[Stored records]
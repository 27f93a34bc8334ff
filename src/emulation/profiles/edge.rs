//! Edge browser profiles.
//!
//! Edge is Chromium-based: TLS, HTTP/2 and header order are Chrome's for the
//! same major. Only the brand and `User-Agent` differ.

use super::chrome::{chrome_tls_options, chromium_headers};
use super::{ua_platform, BrowserProfile};
use crate::emulation::{Emulation, EmulationFactory, Http1Options, ImpersonateOs};
use crate::http::h2fingerprint::H2Fingerprint;

/// Edge browser versions for emulation.
#[derive(Debug, Clone, Copy, PartialEq, Eq, Hash)]
#[non_exhaustive]
pub enum Edge {
    V99,
    V101,
    V122,
    V127,
    V131,
}

impl Default for Edge {
    fn default() -> Self {
        Edge::V131
    }
}

impl Edge {
    pub fn major(self) -> u16 {
        match self {
            Edge::V99 => 99,
            Edge::V101 => 101,
            Edge::V122 => 122,
            Edge::V127 => 127,
            Edge::V131 => 131,
        }
    }
}

impl BrowserProfile for Edge {
    fn all() -> &'static [Self] {
        &[Edge::V99, Edge::V101, Edge::V122, Edge::V127, Edge::V131]
    }

    fn id(self) -> &'static str {
        match self {
            Edge::V99 => "edge_99",
            Edge::V101 => "edge_101",
            Edge::V122 => "edge_122",
            Edge::V127 => "edge_127",
            Edge::V131 => "edge_131",
        }
    }

    fn native_os(self) -> ImpersonateOs {
        ImpersonateOs::Windows
    }

    fn build(self, os: ImpersonateOs) -> Emulation {
        let major = self.major();
        Emulation::builder()
            .profile_id(self.id())
            .os(os)
            .tls_options(chrome_tls_options(major))
            .http1_options(Http1Options::default())
            .http2_options(H2Fingerprint::chrome(major))
            .headers(chromium_headers("Microsoft Edge", major, os, &edge_user_agent(major, os)))
            .build()
    }
}

impl EmulationFactory for Edge {
    fn emulation(self) -> Emulation {
        self.build(self.native_os())
    }
}

fn edge_user_agent(major: u16, os: ImpersonateOs) -> String {
    match os {
        ImpersonateOs::Ios => format!(
            "Mozilla/5.0 ({}) AppleWebKit/605.1.15 (KHTML, like Gecko) Version/17.0 EdgiOS/{}.0.0.0 Mobile/15E148 Safari/605.1.15",
            ua_platform(os),
            major
        ),
        ImpersonateOs::Android => format!(
            "Mozilla/5.0 ({}) AppleWebKit/537.36 (KHTML, like Gecko) Chrome/{m}.0.0.0 Mobile Safari/537.36 EdgA/{m}.0.0.0",
            ua_platform(os),
            m = major
        ),
        _ => format!(
            "Mozilla/5.0 ({}) AppleWebKit/537.36 (KHTML, like Gecko) Chrome/{m}.0.0.0 Safari/537.36 Edg/{m}.0.0.0",
            ua_platform(os),
            m = major
        ),
    }
}

#[cfg(test)]
mod tests {
    use super::*;

    #[test]
    fn test_edge_brand_and_ua() {
        let emulation = Edge::V122.emulation();
        assert!(emulation.user_agent().unwrap().ends_with("Edg/122.0.0.0"));
        assert!(emulation
            .headers
            .get("sec-ch-ua")
            .unwrap()
            .contains("\"Microsoft Edge\";v=\"122\""));
    }

    #[test]
    fn test_edge_shares_chrome_tls() {
        assert_eq!(Edge::V131.emulation().tls_options, chrome_tls_options(131));
    }
}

◆ **Problem details**: Report each line of the records that holds the word "crate".

◆ **Answer section**:
use crate::emulation::{Emulation, EmulationFactory, Http1Options, ImpersonateOs};
use crate::http::h2fingerprint::H2Fingerprint;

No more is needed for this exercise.